The domestic services industry just got a serious upgrade, and it has more to do with silicon than silicone-based cleaning products. In Shenzhen, China, robotics firm X Square Robot has partnered with the massive online services platform 58.com to launch what they’re calling China’s first robotic home service. Forget waiting for a robot butler to appear in a sci-fi movie; you can now just book one.
When a customer orders a cleaning service on the 58.com app, they’ll be greeted by a human-robot tag team. The human professional handles the tricky, judgment-based tasks—the stuff that requires an actual brain—while the robot tackles repetitive chores like wiping down tables and tidying surfaces. It’s a pragmatic solution to the current limits of robotics, offloading the grunt work without pretending the bot can yet handle your delicate antique vase collection.

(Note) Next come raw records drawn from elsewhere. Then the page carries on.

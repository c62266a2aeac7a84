//! The agent's standing instructions, prepended to every LLM call.

pub const SYSTEM_PROMPT: &str = r#"You are Kue, an AI GIS assistant embedded inside Mundi, an open source web GIS.
You can use any of the tools provided to you to edit the user's map.

<IdentifierHierarchy>
Each user has access to many projects. A project is an ordered list of maps, each map
a saved version checkpoint; the user has a single map open at a time, usually the latest.
Each map has a list of layer data sources which, combined with a style and added to the
map, are visible to the user. Projects, maps, layers and styles are internally
represented as 12-character IDs starting with P, M, L and S respectively. Projects can
be connected to PostGIS databases; connection IDs start with C.

These 12-character IDs are hidden from the user. Never refer to IDs in assistant
messages, only inside tool calls.
</IdentifierHierarchy>

<LayerList>
The user's layer list enumerates layers visible on their map. Unattached layers are not
listed; attach them with the add_layer_to_map tool. Vector layers show their feature
count, raster layers their SRID. Don't include the projection or SRID in layer names.
</LayerList>

<Style>
Layer symbology is a list of MapLibre render-layer objects whose source is the layer ID.
Use set_layer_style to restyle a layer; prefer subtle, cartographically sound colors and
include selected-state styling where it helps.
</Style>

Answer concisely. When a tool fails, read the error, adapt and retry if the fix is
clear; otherwise explain the problem to the user in plain language."#;
//! Default symbology for freshly created layers.

use serde_json::{
    json,
    Value as JsonValue,
};

/// Source-layer name used by MVT-backed sources; the tiler emits a single
/// layer under this name.
pub const MVT_SOURCE_LAYER: &str = "reprojectedfgb";

const PALETTE: [&str; 20] = [
    "#FF6B6B", "#4ECDC4", "#45B7D1", "#96CEB4", "#FFEAA7", "#DDA0DD", "#98D8C8",
    "#F7DC6F", "#BB8FCE", "#85C1E9", "#F8C471", "#82E0AA", "#F1948A", "#85C1E9",
    "#D7BDE2", "#A9DFBF", "#F9E79F", "#AED6F1", "#F5B7B1", "#A3E4D7",
];

/// Palette color for a layer: stable per layer id so regenerating a default
/// style never repaints the layer.
fn color_for(layer_id: &str) -> &'static str {
    let sum: u64 = layer_id.bytes().map(u64::from).sum();
    PALETTE[(sum % PALETTE.len() as u64) as usize]
}

/// Render layers for a layer's default style, conditioned on its geometry
/// kind. Point-ish geometries get circles, line-ish get lines, everything
/// else gets a fill plus an outline.
pub fn default_layers_for_geometry(layer_id: &str, geometry_type: &str) -> Vec<JsonValue> {
    let color = color_for(layer_id);

    match geometry_type.to_ascii_lowercase().as_str() {
        "point" | "multipoint" => vec![json!({
            "id": layer_id,
            "type": "circle",
            "source": layer_id,
            "source-layer": MVT_SOURCE_LAYER,
            "paint": {
                "circle-radius": 6,
                "circle-color": color,
                "circle-stroke-width": 1,
                "circle-stroke-color": [
                    "case",
                    ["boolean", ["feature-state", "selected"], false],
                    "#FF8C42",
                    "#000",
                ],
            },
            "metadata": {"layer_name": layer_id},
        })],
        "linestring" | "multilinestring" => vec![json!({
            "id": layer_id,
            "type": "line",
            "source": layer_id,
            "source-layer": MVT_SOURCE_LAYER,
            "paint": {
                "line-color": [
                    "case",
                    ["boolean", ["feature-state", "selected"], false],
                    "#FF8C42",
                    color,
                ],
                "line-width": 2,
            },
            "metadata": {"layer_name": layer_id},
        })],
        _ => vec![
            json!({
                "id": layer_id,
                "type": "fill",
                "source": layer_id,
                "source-layer": MVT_SOURCE_LAYER,
                "paint": {
                    "fill-color": color,
                    "fill-opacity": [
                        "case",
                        ["boolean", ["feature-state", "selected"], false],
                        0.9,
                        0.6,
                    ],
                    "fill-outline-color": "#000",
                },
                "metadata": {"layer_name": layer_id},
            }),
            json!({
                "id": format!("{layer_id}-line"),
                "type": "line",
                "source": layer_id,
                "source-layer": MVT_SOURCE_LAYER,
                "paint": {
                    "line-color": [
                        "case",
                        ["boolean", ["feature-state", "selected"], false],
                        "#FF8C42",
                        "#000",
                    ],
                    "line-width": 1,
                },
                "metadata": {"layer_name": layer_id},
            }),
        ],
    }
}

#[cfg(test)]
mod tests {
    use super::*;

    #[test]
    fn test_color_is_deterministic_and_from_palette() {
        let a = color_for("LAbCdEfGhJkM");
        let b = color_for("LAbCdEfGhJkM");
        assert_eq!(a, b);
        assert!(PALETTE.contains(&a));
    }

    #[test]
    fn test_point_gets_circle_layer() {
        let layers = default_layers_for_geometry("L12345678901", "Point");
        assert_eq!(layers.len(), 1);
        assert_eq!(layers[0]["type"], "circle");
        assert_eq!(layers[0]["source"], "L12345678901");
        assert_eq!(layers[0]["source-layer"], MVT_SOURCE_LAYER);
    }

    #[test]
    fn test_linestring_gets_line_layer() {
        let layers = default_layers_for_geometry("L12345678901", "multilinestring");
        assert_eq!(layers.len(), 1);
        assert_eq!(layers[0]["type"], "line");
    }

    #[test]
    fn test_polygon_gets_fill_plus_outline() {
        let layers = default_layers_for_geometry("L12345678901", "MultiPolygon");
        assert_eq!(layers.len(), 2);
        assert_eq!(layers[0]["type"], "fill");
        assert_eq!(layers[1]["type"], "line");
        assert_eq!(layers[1]["id"], "L12345678901-line");
    }

    #[test]
    fn test_unknown_geometry_falls_back_to_fill() {
        let layers = default_layers_for_geometry("L12345678901", "geometrycollection");
        assert_eq!(layers[0]["type"], "fill");
    }
}
use std::net::Ipv4Addr;

use clap::Parser;

#[derive(Parser, Clone, Debug)]
#[clap(name = "mundi-server", about = "Mundi agentic GIS chat runtime")]
pub struct ServerConfig {
    /// Host interface to bind to
    #[clap(short, long, default_value = "0.0.0.0")]
    pub interface: Ipv4Addr,

    /// Port to bind to
    #[clap(short, long, default_value = "8000")]
    pub port: u16,

    /// Directory for the layer file cache
    #[clap(long, default_value = "/cache")]
    pub cache_dir: String,
}

impl ServerConfig {
    pub fn bind_address(&self) -> (Ipv4Addr, u16) {
        (self.interface, self.port)
    }
}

The machine doing the wiping isn’t just a remote-controlled toy. X Square, a startup founded in 2023 and already backed by heavyweights like Alibaba and ByteDance, is deploying robots powered by an end-to-end foundation model. This means the robot uses its “brain”—an embodied AI model the company calls WALL-A—to perceive its surroundings, plan its own actions, and execute tasks autonomously, rather than just blindly following a pre-programmed script.
Why is this important?
This partnership is less about sparkling countertops and more about a crucial, real-world stress test for embodied AI. A pristine lab is one thing; the chaotic, unpredictable mess of an actual human home is the final boss for any aspiring domestic robot. By partnering with 58.com, which serves over 45 million families, X Square gets an invaluable stream of real-world data to refine its models. This pilot program in Shenzhen is a major step in a broader national push by China to become a leader in embodied intelligence and humanoid robotics. If a robot can prove its worth in the living room, the path to becoming a truly useful partner in our daily lives gets a whole lot clearer.